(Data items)

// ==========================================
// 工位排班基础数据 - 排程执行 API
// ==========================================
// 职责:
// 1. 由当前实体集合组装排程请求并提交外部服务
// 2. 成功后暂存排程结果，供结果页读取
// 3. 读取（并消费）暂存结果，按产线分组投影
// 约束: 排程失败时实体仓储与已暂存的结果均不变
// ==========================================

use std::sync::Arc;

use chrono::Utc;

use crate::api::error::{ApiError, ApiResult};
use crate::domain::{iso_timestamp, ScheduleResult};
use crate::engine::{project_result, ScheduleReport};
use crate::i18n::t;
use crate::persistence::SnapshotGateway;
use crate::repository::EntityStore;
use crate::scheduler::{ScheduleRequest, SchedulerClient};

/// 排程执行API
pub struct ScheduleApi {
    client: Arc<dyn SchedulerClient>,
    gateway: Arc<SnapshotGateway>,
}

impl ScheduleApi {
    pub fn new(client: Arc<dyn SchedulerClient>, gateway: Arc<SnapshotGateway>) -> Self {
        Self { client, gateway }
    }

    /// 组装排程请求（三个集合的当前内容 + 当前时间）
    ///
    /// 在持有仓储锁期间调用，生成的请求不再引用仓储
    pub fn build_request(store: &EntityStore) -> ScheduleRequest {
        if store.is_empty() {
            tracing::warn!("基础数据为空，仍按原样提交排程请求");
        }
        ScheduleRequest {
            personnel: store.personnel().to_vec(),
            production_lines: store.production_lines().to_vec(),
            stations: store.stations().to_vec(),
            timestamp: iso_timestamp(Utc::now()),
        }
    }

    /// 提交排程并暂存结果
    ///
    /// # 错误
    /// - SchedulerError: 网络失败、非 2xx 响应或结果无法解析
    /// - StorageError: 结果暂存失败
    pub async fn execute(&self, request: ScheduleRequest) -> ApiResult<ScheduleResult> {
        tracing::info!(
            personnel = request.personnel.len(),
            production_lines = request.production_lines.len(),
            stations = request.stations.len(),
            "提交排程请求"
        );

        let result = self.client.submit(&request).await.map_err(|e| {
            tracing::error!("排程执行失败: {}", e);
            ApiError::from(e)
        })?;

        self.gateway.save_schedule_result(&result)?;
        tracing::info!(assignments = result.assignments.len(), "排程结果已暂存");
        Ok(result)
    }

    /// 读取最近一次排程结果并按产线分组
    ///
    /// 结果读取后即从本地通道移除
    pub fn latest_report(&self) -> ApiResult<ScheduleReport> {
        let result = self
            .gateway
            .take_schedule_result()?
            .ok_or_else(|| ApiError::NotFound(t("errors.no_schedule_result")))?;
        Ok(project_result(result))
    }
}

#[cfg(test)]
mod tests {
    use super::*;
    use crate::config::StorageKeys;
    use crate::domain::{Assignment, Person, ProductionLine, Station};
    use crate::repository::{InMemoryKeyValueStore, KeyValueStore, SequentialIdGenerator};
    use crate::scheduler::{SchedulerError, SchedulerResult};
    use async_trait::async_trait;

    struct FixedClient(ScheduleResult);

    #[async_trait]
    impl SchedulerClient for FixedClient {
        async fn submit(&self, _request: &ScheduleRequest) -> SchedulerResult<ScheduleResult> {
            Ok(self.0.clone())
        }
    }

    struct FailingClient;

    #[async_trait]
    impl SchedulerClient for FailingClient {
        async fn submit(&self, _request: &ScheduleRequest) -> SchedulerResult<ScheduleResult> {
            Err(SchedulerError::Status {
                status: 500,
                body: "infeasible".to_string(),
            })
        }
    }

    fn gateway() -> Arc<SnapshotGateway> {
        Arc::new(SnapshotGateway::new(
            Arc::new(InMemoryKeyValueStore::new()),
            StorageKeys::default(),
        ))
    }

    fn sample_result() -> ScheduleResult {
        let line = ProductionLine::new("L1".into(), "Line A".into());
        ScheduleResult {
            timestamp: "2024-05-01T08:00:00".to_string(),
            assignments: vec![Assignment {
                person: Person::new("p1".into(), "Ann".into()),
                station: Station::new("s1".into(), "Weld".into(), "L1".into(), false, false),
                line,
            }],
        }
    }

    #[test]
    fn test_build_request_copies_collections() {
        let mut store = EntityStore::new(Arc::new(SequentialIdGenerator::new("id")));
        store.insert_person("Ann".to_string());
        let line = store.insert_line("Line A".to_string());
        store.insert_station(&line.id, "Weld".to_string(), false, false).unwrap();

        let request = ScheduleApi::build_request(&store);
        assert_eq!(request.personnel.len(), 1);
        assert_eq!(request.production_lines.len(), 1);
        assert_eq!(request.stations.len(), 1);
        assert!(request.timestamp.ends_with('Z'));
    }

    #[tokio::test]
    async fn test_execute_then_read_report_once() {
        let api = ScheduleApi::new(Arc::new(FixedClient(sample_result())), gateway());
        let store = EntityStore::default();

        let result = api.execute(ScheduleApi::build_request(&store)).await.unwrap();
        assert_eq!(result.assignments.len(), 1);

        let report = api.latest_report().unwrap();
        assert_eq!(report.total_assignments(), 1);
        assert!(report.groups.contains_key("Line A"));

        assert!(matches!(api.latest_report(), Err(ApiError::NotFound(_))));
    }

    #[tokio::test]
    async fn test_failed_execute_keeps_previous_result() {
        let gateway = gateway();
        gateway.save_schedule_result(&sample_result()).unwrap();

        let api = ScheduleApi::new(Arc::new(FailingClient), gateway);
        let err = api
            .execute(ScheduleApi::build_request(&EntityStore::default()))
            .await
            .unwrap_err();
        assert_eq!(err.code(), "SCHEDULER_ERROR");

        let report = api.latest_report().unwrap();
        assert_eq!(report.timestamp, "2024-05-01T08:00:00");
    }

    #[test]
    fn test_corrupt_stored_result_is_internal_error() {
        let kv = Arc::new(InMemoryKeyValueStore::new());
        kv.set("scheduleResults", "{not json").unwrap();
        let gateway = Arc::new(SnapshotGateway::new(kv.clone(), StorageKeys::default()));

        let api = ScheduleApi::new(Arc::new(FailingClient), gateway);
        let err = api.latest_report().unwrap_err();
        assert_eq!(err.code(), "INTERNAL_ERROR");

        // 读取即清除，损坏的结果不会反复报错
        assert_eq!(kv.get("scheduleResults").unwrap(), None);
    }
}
* * *
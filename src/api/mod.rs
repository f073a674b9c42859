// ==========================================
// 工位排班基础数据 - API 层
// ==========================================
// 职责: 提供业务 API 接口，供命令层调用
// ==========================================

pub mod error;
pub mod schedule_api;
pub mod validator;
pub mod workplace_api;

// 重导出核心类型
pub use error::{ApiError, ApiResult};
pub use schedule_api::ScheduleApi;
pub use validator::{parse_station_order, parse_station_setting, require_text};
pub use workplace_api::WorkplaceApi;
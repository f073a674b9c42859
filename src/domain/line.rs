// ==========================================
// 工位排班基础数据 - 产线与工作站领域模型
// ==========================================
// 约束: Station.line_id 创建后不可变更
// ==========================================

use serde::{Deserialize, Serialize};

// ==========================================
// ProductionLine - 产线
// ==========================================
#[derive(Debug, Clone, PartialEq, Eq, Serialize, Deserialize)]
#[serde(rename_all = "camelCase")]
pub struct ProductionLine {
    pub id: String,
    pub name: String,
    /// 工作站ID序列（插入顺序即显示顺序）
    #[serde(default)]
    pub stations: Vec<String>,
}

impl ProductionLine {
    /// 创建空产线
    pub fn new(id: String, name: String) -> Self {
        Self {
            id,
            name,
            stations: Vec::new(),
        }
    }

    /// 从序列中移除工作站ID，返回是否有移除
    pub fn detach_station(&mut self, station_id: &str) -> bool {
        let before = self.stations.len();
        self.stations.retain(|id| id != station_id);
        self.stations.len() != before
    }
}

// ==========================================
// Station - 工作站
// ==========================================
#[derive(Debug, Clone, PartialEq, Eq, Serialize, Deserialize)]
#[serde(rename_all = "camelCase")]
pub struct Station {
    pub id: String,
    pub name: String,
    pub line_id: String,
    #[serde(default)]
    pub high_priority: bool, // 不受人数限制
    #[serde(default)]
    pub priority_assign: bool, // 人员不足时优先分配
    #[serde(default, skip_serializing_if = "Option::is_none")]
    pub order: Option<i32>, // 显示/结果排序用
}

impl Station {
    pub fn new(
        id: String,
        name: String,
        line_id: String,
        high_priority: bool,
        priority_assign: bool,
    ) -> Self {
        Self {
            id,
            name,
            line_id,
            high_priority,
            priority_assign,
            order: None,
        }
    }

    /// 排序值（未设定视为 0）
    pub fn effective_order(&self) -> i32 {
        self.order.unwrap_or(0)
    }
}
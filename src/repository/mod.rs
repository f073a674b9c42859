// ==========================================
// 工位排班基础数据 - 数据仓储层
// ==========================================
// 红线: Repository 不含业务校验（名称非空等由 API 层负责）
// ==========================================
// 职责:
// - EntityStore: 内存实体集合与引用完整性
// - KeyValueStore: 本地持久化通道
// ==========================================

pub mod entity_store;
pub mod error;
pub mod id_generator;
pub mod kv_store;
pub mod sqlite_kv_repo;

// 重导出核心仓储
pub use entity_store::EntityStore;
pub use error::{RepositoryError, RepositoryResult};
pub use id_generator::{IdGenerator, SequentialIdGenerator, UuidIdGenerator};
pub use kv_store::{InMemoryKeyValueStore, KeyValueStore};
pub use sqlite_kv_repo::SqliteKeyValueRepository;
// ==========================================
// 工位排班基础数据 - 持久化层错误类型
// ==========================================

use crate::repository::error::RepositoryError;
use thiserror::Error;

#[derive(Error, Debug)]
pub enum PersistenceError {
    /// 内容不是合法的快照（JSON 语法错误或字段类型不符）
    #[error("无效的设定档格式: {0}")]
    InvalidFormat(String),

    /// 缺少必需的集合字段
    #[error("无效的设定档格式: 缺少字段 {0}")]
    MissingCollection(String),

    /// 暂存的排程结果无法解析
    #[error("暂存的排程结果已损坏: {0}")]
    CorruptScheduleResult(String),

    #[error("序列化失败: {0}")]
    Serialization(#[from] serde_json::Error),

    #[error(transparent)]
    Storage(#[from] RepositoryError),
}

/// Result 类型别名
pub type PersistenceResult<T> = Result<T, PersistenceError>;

*Task*:
Where a line of the records includes "FixedClient", copy it.

*Written reply*:
    struct FixedClient(ScheduleResult);
    impl SchedulerClient for FixedClient {
        let api = ScheduleApi::new(Arc::new(FixedClient(sample_result())), gateway());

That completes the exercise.